People discuss obesity as an epidemic, but the solution somehow remains individual action. That doesn’t work for real epidemics. You can’t, for instance, not catch smallpox all by yourself. (You can be lucky and have natural resistance, but that’s different.)
It’s turning out that people spoke more truth than they realized. Evidence is accumulating that obesity is a real epidemic, i.e. a public health issue with social and environmental causes. It’s something I’ve suspected for years.
Obesity has become more prevalent over the last thirty to forty years. That means — at the population level — it can’t be caused by the human tendency to eat too much. People have always been primed to eat too much, but large numbers of very overweight people relative to the whole population is a phenomenon of the last few decades.
And note that this isn’t just a matter of changing measurements or statistics. When coffin makers have to upsize coffins because the ones they’ve used for decades no longer work, there’s a real change. It’s not just PR.
So the cause(s) of the problem have to be something that’s changed in the last few decades. I’ll list all the changed factors I can think of, but the one I want to talk about is the last. Some of them are most developed in the US, but if and when they manifest elsewhere, they can be expected to promote obesity likewise.
- The baby boom generation, which is large relative to the whole population, has aged, and older people are often heavier. (A factor beyond anyone’s control.)
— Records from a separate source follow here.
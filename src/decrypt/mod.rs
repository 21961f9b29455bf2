//! Candidate-key extraction and multi-algorithm string/constant decryption
//! with best-of scoring.

mod algorithms;
mod candidates;
mod info;
mod score;

pub use algorithms::DecryptOutcome;
pub use candidates::extract_candidate_keys;
pub use info::{EncryptionInfo, LuraphVersion, Method};
pub use score::score_plaintext;

/// Every algorithm tried in `auto` mode, kept even for the losers so a
/// caller doing manual inspection can see the runner-up candidates.
#[derive(Debug, Clone)]
pub struct DecryptAttempt {
    pub method: Method,
    pub plaintext: Vec<u8>,
    pub score: i64,
}

/// Decrypts `cipher` under one specific, named method (not `Auto`).
pub fn decrypt_with(cipher: &[u8], key: &[u8], method: Method) -> DecryptOutcome {
    match method {
        Method::XorV1 => DecryptOutcome {
            ok: true,
            plaintext: algorithms::xor_v1(cipher, key),
            method,
            error: None,
        },
        Method::XorV2 => DecryptOutcome {
            ok: true,
            plaintext: algorithms::xor_v2(cipher, key),
            method,
            error: None,
        },
        Method::AesCbc => algorithms::aes_cbc_decrypt(cipher, key),
        Method::AesCbcV2 => algorithms::aes_cbc_v2_decrypt(cipher, key),
        Method::LuraphCustom => DecryptOutcome {
            ok: true,
            plaintext: algorithms::luraph_custom_decrypt(cipher, key),
            method,
            error: None,
        },
        Method::Auto => auto_decrypt(cipher, key).0,
    }
}

/// Encrypts `plain` under one specific method; used only by tests and by
/// the candidate-key scoring harness to build known-good fixtures.
pub fn encrypt_with(plain: &[u8], key: &[u8], method: Method) -> Option<Vec<u8>> {
    match method {
        Method::XorV1 => Some(algorithms::xor_v1(plain, key)),
        Method::XorV2 => Some(algorithms::xor_v2(plain, key)),
        Method::AesCbc => algorithms::aes_cbc_encrypt(plain, key),
        Method::AesCbcV2 => algorithms::aes_cbc_v2_encrypt(plain, key),
        Method::LuraphCustom => Some(algorithms::luraph_custom_encrypt(plain, key)),
        Method::Auto => None,
    }
}

/// Runs every supported algorithm against `cipher` and returns the
/// best-scoring plaintext plus the full ranked attempt list (for
/// diagnostics). Ties break in `Method::CANDIDATES` order.
pub fn auto_decrypt(cipher: &[u8], key: &[u8]) -> (DecryptOutcome, Vec<DecryptAttempt>) {
    let mut attempts = Vec::new();
    for method in Method::CANDIDATES {
        let outcome = decrypt_with(cipher, key, method);
        let score = if outcome.ok {
            score_plaintext(&outcome.plaintext)
        } else {
            i64::MIN
        };
        attempts.push(DecryptAttempt {
            method,
            plaintext: outcome.plaintext,
            score,
        });
    }

    let best_idx = attempts
        .iter()
        .enumerate()
        .max_by_key(|(idx, a)| (a.score, std::cmp::Reverse(*idx)))
        .map(|(idx, _)| idx)
        .expect("Method::CANDIDATES is non-empty");

    let best = &attempts[best_idx];
    let outcome = DecryptOutcome {
        ok: best.score > i64::MIN,
        plaintext: best.plaintext.clone(),
        method: best.method,
        error: None,
    };
    (outcome, attempts)
}

#[cfg(test)]
mod tests {
    use super::*;

    #[test]
    fn auto_picks_xor_v1_for_xor_v1_ciphertext() {
        let key = b"0123456789ABCDEF";
        let plain = b"local x=1";
        let cipher = algorithms::xor_v1(plain, key);
        let (best, _) = auto_decrypt(&cipher, key);
        assert_eq!(best.method, Method::XorV1);
        assert_eq!(best.plaintext, plain);
    }

    #[test]
    fn auto_keeps_every_attempt_for_diagnostics() {
        let key = b"0123456789ABCDEF";
        let cipher = algorithms::xor_v1(b"return 1", key);
        let (_, attempts) = auto_decrypt(&cipher, key);
        assert_eq!(attempts.len(), Method::CANDIDATES.len());
    }
}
- Advertising for high-calorie fast food has grown very sophisticated and ubiquitous, and fast food is much more available. (A social environment factor that requires changes to industries.) (A side note: advertising is not something that can be simply ignored. It functions to steer choices whether you’re paying attention or not. The only way to avoid its effect is to avoid the advertising itself, which involves avoiding almost all modern media. Individuals may do that, but it’s not going to happen at a population level, and that’s where public health issues operate.)
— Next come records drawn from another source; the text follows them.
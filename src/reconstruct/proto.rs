use crate::vm::{ConstantValue, VMConstant, VMInstruction};

/// A recovered function prototype: the reconstructor's working buffer and
/// the emitter's direct input. Field names line up with `4.E`'s `Function`
/// layout so the emitter can serialize it without a translation step.
#[derive(Debug, Clone, Default)]
pub struct VMProto {
    pub source: String,
    pub line_defined: u32,
    pub last_line_defined: u32,
    pub num_params: u8,
    pub is_vararg: bool,
    pub code: Vec<VMInstruction>,
    pub constants: Vec<VMConstant>,
    pub max_stack: u8,
}

impl VMProto {
    pub fn new(source: impl Into<String>) -> Self {
        VMProto {
            source: source.into(),
            max_stack: 2,
            ..Default::default()
        }
    }

    pub fn constant_value(&self, pool_index: u32) -> Option<&ConstantValue> {
        self.constants
            .iter()
            .find(|c| c.pool_index == pool_index)
            .map(|c| &c.value)
    }
}
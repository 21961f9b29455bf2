/// The five supported string/constant-decryption algorithms, plus `Auto`
/// which tries all of them and keeps the best-scoring plaintext.
#[derive(Debug, Clone, Copy, PartialEq, Eq, Hash, serde::Serialize)]
pub enum Method {
    XorV1,
    XorV2,
    AesCbc,
    AesCbcV2,
    LuraphCustom,
    Auto,
}

impl Default for Method {
    fn default() -> Self {
        Method::Auto
    }
}

impl Method {
    pub fn as_str(self) -> &'static str {
        match self {
            Method::XorV1 => "xor_v1",
            Method::XorV2 => "xor_v2",
            Method::AesCbc => "aes_cbc",
            Method::AesCbcV2 => "aes_cbc_v2",
            Method::LuraphCustom => "luraph_custom",
            Method::Auto => "auto",
        }
    }

    /// Fixed tie-break order used when `auto` scoring ends in a draw.
    pub const CANDIDATES: [Method; 5] = [
        Method::XorV1,
        Method::XorV2,
        Method::AesCbc,
        Method::AesCbcV2,
        Method::LuraphCustom,
    ];

    pub fn parse(name: &str) -> Option<Method> {
        match name {
            "xor_v1" => Some(Method::XorV1),
            "xor_v2" => Some(Method::XorV2),
            "aes_cbc" => Some(Method::AesCbc),
            "aes_cbc_v2" => Some(Method::AesCbcV2),
            "luraph_custom" => Some(Method::LuraphCustom),
            "auto" => Some(Method::Auto),
            _ => None,
        }
    }
}

impl std::fmt::Display for Method {
    fn fmt(&self, f: &mut std::fmt::Formatter<'_>) -> std::fmt::Result {
        write!(f, "{}", self.as_str())
    }
}

/// Obfuscator release the input was produced by; determines the expected
/// key length for that version's default algorithm.
#[derive(Debug, Clone, Copy, PartialEq, Eq)]
pub enum LuraphVersion {
    V11_5,
    V11_6,
    V11_7,
    V11_8,
    V11_8_1,
}

impl LuraphVersion {
    pub fn key_len(self) -> usize {
        match self {
            LuraphVersion::V11_5 => 16,
            LuraphVersion::V11_6 => 24,
            LuraphVersion::V11_7 | LuraphVersion::V11_8 | LuraphVersion::V11_8_1 => 32,
        }
    }

    pub fn default_method(self) -> Method {
        match self {
            LuraphVersion::V11_5 => Method::XorV1,
            LuraphVersion::V11_6 => Method::XorV2,
            LuraphVersion::V11_7 => Method::AesCbc,
            LuraphVersion::V11_8 | LuraphVersion::V11_8_1 => Method::AesCbcV2,
        }
    }
}

/// The session's resolved decryption parameters, shared by every constant
/// the VM analyzer decrypts in one `deobfuscate` call.
#[derive(Debug, Clone)]
pub struct EncryptionInfo {
    pub method: Method,
    pub key: Vec<u8>,
    pub iv: Option<Vec<u8>>,
    pub version: Option<LuraphVersion>,
}

impl EncryptionInfo {
    pub fn auto_with_key(key: Vec<u8>) -> Self {
        EncryptionInfo {
            method: Method::Auto,
            key,
            iv: None,
            version: None,
        }
    }

    pub fn with_method(mut self, method: Method) -> Self {
        self.method = method;
        self
    }
}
- Related to that is the increase in drinking sweetened sodas. That’s upped average calorie intake by a couple of hundred calories per day. (Again, advertising and availability combine to make this a social environment factor.)
- Related to both of the above is the use of refined sugar, which has never before been used on the huge scale of the last few decades. It promotes obesity by the simple mechanism of making it too easy to get too many calories. There’s also a potential added wrinkle involving high fructose sweeteners. Scientists argue about its effect. Fructose is processed differently than glucose, and given the way it’s regulated, it could be a contributing factor to the problem. (A social environment factor due to industry practices and agricultural subsidies.)
- Urban factors contribute as well. Urban sprawl makes distances too big for walking. Use of mass transit, which requires walking to and from stops, has declined versus personal cars. And many urban areas don’t have adequate parks or play spaces where adults and children can be physically active. Epidemiology indicates that (lack of) urban planning is a measurable factor in increasing obesity. (NYTimes 2003 article) (Another social environment issue.)
- Last, there’s my pet peeve: endocrine disruptors. These are pollutants that are byproducts of some plastics, some agricultural chemicals, some hormone therapies, and the like. Bisphenol A (BPA) is a well known example. Once they’re in the environment they can break down into related compounds, they get into the food chain, and once they’re ingested, they latch on to some of the same receptors as the body’s own hormones. Once they’ve latched on, they can rev up or shut down the normal function, or they can cause strange results not in the body’s normal repertoire. Widespread endocrine disruptor pollution has happened only in the last few decades. (An environmental factor involving dozens of industries.)
Recent research (press release, article summary in Cell Metabolism) has shown that estrogen receptors in the brains of female mice regulate hunger and energy expenditure. (Male brains likewise have various androgen and estrogen receptors and are expected to have similar regulatory pathways. However, that wasn’t the topic of this research. The recent increase in the phenomenon of “man-boobs” on young and not-obese men shows rather plainly that endocrine disruptors have no less effect on fat deposition in men.)
Interestingly, one implication the researchers draw is that estrogen replacement therapy for postmenopausal women may have an overlooked benefit by keeping weight down and therefore keeping the complications of obesity down.
However, they don’t draw the far more significant implication for the entire population. If sex hormone receptors regulate energy balance, and if we’ve flooded the environment with bad substitutes for sex hormones, is it any wonder that people are having trouble regulating energy balance?
It’s one more instance where the flood of chemicals released by modern industry is affecting the environment, in this case the environment of the human body.
Like all public health issues, nothing less than a population-level approach will work. Dysentery, cholera, and typhoid are never wiped out by drinking boiled water. They’re wiped out by building municipal sewers. Smallpox wasn’t eradicated by avoiding smallpox patients. It was eradicated by universal vaccination. The individual actions aren’t useless. They just don’t change the widespread causes of the widespread problem.
Modern health problems like cancer and obesity aren’t going to be wiped out by eating fresh vegetables. Eating veggies is good, but it doesn’t address the basic problem. That’s going to take nothing less than a change to clean sustainable industry.
It’s almost enough to make you wish a mere diet really was all that’s needed.